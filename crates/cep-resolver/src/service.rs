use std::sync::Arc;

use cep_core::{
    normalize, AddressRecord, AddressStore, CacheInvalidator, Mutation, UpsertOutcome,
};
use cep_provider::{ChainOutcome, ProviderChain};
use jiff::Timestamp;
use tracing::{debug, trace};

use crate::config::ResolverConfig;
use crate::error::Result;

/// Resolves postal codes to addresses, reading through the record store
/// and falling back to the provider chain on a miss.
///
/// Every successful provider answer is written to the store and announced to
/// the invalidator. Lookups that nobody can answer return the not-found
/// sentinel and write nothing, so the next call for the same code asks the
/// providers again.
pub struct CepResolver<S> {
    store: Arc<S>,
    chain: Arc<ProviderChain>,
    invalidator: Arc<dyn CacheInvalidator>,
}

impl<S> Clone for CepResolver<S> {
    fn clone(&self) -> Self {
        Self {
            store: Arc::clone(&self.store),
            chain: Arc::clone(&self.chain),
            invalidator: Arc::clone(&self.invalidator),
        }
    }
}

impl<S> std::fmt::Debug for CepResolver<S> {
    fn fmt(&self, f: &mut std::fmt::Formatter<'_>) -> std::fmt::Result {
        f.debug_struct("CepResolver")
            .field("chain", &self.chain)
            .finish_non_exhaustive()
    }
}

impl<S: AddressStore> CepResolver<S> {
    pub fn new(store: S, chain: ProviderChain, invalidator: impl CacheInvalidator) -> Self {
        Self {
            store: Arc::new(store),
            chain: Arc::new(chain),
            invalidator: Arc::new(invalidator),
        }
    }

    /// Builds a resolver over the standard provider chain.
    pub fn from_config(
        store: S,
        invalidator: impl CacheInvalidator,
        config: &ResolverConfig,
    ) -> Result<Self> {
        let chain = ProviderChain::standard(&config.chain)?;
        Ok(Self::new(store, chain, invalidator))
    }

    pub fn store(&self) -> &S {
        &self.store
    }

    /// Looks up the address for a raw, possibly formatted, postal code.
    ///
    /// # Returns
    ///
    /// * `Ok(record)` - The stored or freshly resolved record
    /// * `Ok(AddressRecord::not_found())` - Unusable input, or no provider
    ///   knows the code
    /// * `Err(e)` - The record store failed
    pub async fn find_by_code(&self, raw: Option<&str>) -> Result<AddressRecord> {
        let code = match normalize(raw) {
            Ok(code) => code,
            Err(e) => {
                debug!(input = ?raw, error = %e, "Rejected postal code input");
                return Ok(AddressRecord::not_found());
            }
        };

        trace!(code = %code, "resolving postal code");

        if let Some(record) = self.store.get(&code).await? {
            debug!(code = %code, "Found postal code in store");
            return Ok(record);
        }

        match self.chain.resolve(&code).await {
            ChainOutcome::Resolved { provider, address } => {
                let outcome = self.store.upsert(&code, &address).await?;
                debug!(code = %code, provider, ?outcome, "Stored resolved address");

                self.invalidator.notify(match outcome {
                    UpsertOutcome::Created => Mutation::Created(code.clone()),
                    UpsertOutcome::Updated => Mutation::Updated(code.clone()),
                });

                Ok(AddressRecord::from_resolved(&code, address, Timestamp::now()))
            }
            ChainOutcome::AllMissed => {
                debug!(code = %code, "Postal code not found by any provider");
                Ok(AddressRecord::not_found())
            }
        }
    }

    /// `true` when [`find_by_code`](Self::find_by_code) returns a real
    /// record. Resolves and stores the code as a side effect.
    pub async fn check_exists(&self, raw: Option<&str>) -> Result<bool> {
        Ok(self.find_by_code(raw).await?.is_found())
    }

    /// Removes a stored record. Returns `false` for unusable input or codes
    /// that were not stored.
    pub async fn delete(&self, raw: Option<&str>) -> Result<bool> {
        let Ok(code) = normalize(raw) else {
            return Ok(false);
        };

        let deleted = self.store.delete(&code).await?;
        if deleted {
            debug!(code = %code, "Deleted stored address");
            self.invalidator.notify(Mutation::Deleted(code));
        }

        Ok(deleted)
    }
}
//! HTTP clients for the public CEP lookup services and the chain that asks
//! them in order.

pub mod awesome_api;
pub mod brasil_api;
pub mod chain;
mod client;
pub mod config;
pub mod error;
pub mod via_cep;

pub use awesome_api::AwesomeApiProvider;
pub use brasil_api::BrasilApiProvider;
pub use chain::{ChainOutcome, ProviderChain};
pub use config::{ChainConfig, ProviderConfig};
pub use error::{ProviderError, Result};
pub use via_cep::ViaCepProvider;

Task item — Using the same words as the original, repeat the records above.

Response —
filename crates/cep-resolver/src/service.rs
use std::sync::Arc;

use cep_core::{
    normalize, AddressRecord, AddressStore, CacheInvalidator, Mutation, UpsertOutcome,
};
use cep_provider::{ChainOutcome, ProviderChain};
use jiff::Timestamp;
use tracing::{debug, trace};

use crate::config::ResolverConfig;
use crate::error::Result;

/// Resolves postal codes to addresses, reading through the record store
/// and falling back to the provider chain on a miss.
///
/// Every successful provider answer is written to the store and announced to
/// the invalidator. Lookups that nobody can answer return the not-found
/// sentinel and write nothing, so the next call for the same code asks the
/// providers again.
pub struct CepResolver<S> {
    store: Arc<S>,
    chain: Arc<ProviderChain>,
    invalidator: Arc<dyn CacheInvalidator>,
}

impl<S> Clone for CepResolver<S> {
    fn clone(&self) -> Self {
        Self {
            store: Arc::clone(&self.store),
            chain: Arc::clone(&self.chain),
            invalidator: Arc::clone(&self.invalidator),
        }
    }
}

impl<S> std::fmt::Debug for CepResolver<S> {
    fn fmt(&self, f: &mut std::fmt::Formatter<'_>) -> std::fmt::Result {
        f.debug_struct("CepResolver")
            .field("chain", &self.chain)
            .finish_non_exhaustive()
    }
}

impl<S: AddressStore> CepResolver<S> {
    pub fn new(store: S, chain: ProviderChain, invalidator: impl CacheInvalidator) -> Self {
        Self {
            store: Arc::new(store),
            chain: Arc::new(chain),
            invalidator: Arc::new(invalidator),
        }
    }

    /// Builds a resolver over the standard provider chain.
    pub fn from_config(
        store: S,
        invalidator: impl CacheInvalidator,
        config: &ResolverConfig,
    ) -> Result<Self> {
        let chain = ProviderChain::standard(&config.chain)?;
        Ok(Self::new(store, chain, invalidator))
    }

    pub fn store(&self) -> &S {
        &self.store
    }

    /// Looks up the address for a raw, possibly formatted, postal code.
    ///
    /// # Returns
    ///
    /// * `Ok(record)` - The stored or freshly resolved record
    /// * `Ok(AddressRecord::not_found())` - Unusable input, or no provider
    ///   knows the code
    /// * `Err(e)` - The record store failed
    pub async fn find_by_code(&self, raw: Option<&str>) -> Result<AddressRecord> {
        let code = match normalize(raw) {
            Ok(code) => code,
            Err(e) => {
                debug!(input = ?raw, error = %e, "Rejected postal code input");
                return Ok(AddressRecord::not_found());
            }
        };

        trace!(code = %code, "resolving postal code");

        if let Some(record) = self.store.get(&code).await? {
            debug!(code = %code, "Found postal code in store");
            return Ok(record);
        }

        match self.chain.resolve(&code).await {
            ChainOutcome::Resolved { provider, address } => {
                let outcome = self.store.upsert(&code, &address).await?;
                debug!(code = %code, provider, ?outcome, "Stored resolved address");

                self.invalidator.notify(match outcome {
                    UpsertOutcome::Created => Mutation::Created(code.clone()),
                    UpsertOutcome::Updated => Mutation::Updated(code.clone()),
                });

                Ok(AddressRecord::from_resolved(&code, address, Timestamp::now()))
            }
            ChainOutcome::AllMissed => {
                debug!(code = %code, "Postal code not found by any provider");
                Ok(AddressRecord::not_found())
            }
        }
    }

    /// `true` when [`find_by_code`](Self::find_by_code) returns a real
    /// record. Resolves and stores the code as a side effect.
    pub async fn check_exists(&self, raw: Option<&str>) -> Result<bool> {
        Ok(self.find_by_code(raw).await?.is_found())
    }

    /// Removes a stored record. Returns `false` for unusable input or codes
    /// that were not stored.
    pub async fn delete(&self, raw: Option<&str>) -> Result<bool> {
        let Ok(code) = normalize(raw) else {
            return Ok(false);
        };

        let deleted = self.store.delete(&code).await?;
        if deleted {
            debug!(code = %code, "Deleted stored address");
            self.invalidator.notify(Mutation::Deleted(code));
        }

        Ok(deleted)
    }
}
//! HTTP clients for the public CEP lookup services and the chain that asks
//! them in order.

pub mod awesome_api;
pub mod brasil_api;
pub mod chain;
mod client;
pub mod config;
pub mod error;
pub mod via_cep;

pub use awesome_api::AwesomeApiProvider;
pub use brasil_api::BrasilApiProvider;
pub use chain::{ChainOutcome, ProviderChain};
pub use config::{ChainConfig, ProviderConfig};
pub use error::{ProviderError, Result};
pub use via_cep::ViaCepProvider;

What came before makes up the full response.